* **Source material**:
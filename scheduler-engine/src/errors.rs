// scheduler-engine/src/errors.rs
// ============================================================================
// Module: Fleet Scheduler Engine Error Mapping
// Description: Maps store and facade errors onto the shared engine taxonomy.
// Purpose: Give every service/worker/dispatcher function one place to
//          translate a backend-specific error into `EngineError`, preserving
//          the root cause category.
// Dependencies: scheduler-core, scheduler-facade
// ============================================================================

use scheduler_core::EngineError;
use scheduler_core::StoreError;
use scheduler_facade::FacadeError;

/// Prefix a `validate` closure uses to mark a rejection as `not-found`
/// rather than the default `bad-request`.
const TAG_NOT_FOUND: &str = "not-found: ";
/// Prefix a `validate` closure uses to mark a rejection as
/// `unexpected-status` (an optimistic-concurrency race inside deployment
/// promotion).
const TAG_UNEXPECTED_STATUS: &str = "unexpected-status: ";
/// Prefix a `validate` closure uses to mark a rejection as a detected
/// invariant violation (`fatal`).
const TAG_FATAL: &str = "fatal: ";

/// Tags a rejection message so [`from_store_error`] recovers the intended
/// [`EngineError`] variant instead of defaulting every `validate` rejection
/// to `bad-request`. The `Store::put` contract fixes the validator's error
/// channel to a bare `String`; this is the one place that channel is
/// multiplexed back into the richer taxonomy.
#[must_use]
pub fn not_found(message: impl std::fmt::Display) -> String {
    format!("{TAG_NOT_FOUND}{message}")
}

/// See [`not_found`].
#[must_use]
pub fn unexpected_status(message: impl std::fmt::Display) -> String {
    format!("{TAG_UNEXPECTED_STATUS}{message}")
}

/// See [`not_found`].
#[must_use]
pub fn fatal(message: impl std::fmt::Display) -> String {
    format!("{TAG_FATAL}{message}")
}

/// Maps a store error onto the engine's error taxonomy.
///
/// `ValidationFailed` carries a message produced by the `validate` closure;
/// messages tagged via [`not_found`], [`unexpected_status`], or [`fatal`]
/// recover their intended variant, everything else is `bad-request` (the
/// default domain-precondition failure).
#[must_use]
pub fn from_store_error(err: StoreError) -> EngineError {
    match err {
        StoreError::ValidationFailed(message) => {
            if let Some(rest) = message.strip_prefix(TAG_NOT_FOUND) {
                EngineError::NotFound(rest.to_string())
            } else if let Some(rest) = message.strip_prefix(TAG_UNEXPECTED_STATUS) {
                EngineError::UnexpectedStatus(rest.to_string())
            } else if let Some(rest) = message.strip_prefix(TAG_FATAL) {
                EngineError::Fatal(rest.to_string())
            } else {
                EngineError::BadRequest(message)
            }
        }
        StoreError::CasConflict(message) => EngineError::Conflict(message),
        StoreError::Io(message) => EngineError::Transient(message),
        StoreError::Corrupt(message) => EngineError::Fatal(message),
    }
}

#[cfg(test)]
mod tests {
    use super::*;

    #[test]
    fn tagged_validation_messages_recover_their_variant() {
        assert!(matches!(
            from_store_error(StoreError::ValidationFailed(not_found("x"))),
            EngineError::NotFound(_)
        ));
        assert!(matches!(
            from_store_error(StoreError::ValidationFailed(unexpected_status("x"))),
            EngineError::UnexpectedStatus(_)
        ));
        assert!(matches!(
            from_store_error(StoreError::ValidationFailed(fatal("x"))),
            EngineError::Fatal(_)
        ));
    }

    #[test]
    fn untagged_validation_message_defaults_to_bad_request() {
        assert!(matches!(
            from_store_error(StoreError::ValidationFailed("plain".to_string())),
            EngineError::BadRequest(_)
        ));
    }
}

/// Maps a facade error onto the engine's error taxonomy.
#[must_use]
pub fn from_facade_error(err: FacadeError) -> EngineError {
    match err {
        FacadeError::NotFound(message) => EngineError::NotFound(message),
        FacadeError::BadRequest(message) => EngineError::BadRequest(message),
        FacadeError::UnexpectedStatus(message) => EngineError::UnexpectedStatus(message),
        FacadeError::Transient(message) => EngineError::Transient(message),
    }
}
* * *
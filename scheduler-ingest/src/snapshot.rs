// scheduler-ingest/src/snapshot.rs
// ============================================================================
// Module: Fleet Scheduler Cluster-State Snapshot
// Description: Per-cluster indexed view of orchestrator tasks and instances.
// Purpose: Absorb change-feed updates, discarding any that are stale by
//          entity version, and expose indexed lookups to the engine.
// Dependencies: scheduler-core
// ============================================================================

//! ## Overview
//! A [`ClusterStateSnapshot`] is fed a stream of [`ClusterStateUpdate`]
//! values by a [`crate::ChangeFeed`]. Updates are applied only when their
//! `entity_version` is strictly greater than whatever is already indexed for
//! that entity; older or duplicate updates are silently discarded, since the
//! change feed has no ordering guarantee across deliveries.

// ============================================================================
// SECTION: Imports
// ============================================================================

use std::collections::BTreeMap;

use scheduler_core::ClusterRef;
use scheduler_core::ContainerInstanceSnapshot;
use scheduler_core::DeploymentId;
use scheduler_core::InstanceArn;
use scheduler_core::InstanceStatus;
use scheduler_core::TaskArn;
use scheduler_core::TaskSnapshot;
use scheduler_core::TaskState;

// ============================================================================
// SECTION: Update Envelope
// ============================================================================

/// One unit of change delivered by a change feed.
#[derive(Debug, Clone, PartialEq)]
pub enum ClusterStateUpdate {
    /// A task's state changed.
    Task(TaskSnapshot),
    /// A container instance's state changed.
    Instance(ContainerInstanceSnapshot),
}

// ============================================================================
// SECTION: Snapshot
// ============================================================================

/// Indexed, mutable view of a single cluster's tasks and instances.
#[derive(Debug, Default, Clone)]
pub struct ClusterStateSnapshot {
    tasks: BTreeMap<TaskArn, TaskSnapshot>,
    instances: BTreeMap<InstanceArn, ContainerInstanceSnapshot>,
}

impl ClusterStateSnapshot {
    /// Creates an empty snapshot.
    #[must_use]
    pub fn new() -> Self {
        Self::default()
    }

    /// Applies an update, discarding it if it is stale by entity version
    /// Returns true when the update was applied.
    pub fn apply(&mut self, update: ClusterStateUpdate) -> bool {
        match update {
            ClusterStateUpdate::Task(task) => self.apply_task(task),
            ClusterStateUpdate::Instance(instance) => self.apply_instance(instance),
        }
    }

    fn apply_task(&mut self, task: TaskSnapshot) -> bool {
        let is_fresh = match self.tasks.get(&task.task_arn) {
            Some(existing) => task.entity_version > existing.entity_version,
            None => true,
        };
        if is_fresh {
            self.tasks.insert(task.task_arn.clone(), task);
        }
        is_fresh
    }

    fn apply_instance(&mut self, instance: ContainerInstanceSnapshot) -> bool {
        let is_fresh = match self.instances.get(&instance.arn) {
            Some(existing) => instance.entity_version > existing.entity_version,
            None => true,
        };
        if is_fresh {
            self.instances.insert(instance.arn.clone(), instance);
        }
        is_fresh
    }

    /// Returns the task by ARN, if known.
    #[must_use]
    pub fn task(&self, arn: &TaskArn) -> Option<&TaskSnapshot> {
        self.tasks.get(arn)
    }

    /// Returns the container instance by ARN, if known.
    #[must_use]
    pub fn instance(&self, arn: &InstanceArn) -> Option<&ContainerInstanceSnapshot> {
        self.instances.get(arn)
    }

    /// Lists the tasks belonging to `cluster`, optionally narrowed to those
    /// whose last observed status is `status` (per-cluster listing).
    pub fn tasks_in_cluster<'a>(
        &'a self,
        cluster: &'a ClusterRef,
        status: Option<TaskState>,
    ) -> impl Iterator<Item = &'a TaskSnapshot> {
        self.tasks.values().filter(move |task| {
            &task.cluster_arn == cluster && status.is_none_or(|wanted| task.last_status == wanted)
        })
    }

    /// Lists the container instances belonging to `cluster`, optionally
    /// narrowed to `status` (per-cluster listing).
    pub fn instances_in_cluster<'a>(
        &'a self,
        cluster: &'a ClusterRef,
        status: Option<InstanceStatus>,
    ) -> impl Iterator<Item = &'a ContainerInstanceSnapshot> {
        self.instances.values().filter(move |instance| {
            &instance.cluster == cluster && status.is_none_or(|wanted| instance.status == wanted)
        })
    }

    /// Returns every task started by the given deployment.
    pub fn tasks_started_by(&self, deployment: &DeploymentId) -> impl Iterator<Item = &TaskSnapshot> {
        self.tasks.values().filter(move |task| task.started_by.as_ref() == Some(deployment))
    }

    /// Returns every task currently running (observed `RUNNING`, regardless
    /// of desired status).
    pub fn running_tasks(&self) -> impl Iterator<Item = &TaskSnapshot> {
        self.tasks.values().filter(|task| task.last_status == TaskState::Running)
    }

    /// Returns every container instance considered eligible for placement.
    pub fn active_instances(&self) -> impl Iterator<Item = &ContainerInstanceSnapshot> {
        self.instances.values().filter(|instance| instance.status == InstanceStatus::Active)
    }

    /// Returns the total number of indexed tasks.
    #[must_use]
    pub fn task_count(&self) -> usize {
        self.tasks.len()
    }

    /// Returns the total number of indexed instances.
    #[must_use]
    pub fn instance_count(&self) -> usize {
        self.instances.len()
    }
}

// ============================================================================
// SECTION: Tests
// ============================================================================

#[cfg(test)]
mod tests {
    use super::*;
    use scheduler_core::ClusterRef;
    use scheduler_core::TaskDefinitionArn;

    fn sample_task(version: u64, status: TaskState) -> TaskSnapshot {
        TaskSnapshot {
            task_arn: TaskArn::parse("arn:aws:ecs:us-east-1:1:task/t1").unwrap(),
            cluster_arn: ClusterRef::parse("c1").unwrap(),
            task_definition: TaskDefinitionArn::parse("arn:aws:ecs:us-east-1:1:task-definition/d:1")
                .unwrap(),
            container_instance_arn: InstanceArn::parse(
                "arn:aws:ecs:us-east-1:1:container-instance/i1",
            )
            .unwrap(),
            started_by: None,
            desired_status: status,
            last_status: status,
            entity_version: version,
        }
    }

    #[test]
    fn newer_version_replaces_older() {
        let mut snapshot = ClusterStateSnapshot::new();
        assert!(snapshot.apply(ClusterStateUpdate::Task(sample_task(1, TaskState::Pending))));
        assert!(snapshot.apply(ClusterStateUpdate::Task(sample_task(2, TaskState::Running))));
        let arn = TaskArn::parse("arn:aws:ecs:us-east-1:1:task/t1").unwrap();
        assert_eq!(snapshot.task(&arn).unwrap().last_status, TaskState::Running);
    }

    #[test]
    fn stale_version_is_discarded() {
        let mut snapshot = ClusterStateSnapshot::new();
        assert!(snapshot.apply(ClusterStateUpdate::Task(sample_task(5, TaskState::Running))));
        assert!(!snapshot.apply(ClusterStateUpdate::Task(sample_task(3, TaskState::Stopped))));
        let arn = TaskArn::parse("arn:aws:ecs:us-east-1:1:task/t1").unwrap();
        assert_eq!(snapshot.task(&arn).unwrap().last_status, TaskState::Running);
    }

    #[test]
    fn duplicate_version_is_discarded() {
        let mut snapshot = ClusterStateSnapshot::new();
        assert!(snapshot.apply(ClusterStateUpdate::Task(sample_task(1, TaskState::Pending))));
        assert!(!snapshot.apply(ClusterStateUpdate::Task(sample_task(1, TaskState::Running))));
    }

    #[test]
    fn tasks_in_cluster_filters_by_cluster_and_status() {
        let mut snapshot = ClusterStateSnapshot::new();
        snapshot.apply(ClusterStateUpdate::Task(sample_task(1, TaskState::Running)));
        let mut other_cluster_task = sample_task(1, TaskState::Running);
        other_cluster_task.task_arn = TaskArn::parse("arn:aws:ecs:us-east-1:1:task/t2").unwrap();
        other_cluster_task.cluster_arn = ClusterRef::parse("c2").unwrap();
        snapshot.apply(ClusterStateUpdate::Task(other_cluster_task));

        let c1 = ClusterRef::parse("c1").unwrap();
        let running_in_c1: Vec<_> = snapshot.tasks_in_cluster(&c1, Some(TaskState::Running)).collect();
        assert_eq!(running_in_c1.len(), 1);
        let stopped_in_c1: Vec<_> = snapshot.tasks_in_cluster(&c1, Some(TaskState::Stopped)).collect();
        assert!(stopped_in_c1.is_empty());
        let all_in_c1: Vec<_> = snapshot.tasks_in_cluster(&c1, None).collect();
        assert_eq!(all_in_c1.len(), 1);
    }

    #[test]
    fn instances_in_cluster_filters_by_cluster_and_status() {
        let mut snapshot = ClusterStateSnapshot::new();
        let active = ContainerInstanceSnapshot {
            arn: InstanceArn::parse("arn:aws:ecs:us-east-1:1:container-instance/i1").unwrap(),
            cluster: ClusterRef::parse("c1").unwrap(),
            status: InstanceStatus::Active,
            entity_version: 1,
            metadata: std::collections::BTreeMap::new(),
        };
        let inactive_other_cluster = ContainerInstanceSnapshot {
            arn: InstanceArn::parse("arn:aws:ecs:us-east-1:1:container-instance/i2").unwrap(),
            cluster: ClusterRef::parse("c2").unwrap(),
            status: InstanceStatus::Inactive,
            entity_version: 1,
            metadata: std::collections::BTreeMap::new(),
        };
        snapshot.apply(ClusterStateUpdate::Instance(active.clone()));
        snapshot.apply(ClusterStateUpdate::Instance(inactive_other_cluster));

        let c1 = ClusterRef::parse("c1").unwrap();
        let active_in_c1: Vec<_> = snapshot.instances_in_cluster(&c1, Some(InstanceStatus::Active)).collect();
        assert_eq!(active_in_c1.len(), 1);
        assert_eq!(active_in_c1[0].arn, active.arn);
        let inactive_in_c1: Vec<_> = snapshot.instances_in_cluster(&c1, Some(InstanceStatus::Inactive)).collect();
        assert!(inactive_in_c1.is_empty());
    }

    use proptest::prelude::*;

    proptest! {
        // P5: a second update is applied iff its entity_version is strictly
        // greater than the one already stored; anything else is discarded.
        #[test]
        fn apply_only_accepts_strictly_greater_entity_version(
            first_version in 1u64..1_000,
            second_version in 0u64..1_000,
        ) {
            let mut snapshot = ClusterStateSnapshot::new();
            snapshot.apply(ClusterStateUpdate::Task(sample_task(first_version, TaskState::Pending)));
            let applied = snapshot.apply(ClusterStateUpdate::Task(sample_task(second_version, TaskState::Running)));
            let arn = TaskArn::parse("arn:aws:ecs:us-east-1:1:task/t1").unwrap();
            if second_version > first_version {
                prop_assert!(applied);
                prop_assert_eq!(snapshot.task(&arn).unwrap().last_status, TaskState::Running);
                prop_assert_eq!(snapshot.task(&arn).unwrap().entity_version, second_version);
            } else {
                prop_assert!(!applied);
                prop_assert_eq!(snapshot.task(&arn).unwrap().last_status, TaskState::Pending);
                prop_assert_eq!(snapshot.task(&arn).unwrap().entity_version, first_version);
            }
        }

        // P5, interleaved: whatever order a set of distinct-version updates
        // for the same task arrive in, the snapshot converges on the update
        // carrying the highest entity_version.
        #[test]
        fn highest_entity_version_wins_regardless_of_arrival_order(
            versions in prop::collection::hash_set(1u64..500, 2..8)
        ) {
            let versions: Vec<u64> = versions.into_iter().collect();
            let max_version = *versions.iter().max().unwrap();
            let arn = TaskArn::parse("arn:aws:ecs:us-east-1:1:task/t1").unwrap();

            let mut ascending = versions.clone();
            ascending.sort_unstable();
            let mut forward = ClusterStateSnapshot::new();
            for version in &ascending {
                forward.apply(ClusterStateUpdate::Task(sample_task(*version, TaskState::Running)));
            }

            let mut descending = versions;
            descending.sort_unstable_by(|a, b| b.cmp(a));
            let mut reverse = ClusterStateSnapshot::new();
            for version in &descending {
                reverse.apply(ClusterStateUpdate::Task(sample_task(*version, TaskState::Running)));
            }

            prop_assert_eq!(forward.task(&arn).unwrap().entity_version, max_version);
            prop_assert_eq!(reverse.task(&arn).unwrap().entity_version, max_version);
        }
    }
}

* **Work to be completed**: Within the records above, each line containing "when" is to be returned.

* **Exercise solution**:
//! values by a [`crate::ChangeFeed`]. Updates are applied only when their
    /// Returns true when the update was applied.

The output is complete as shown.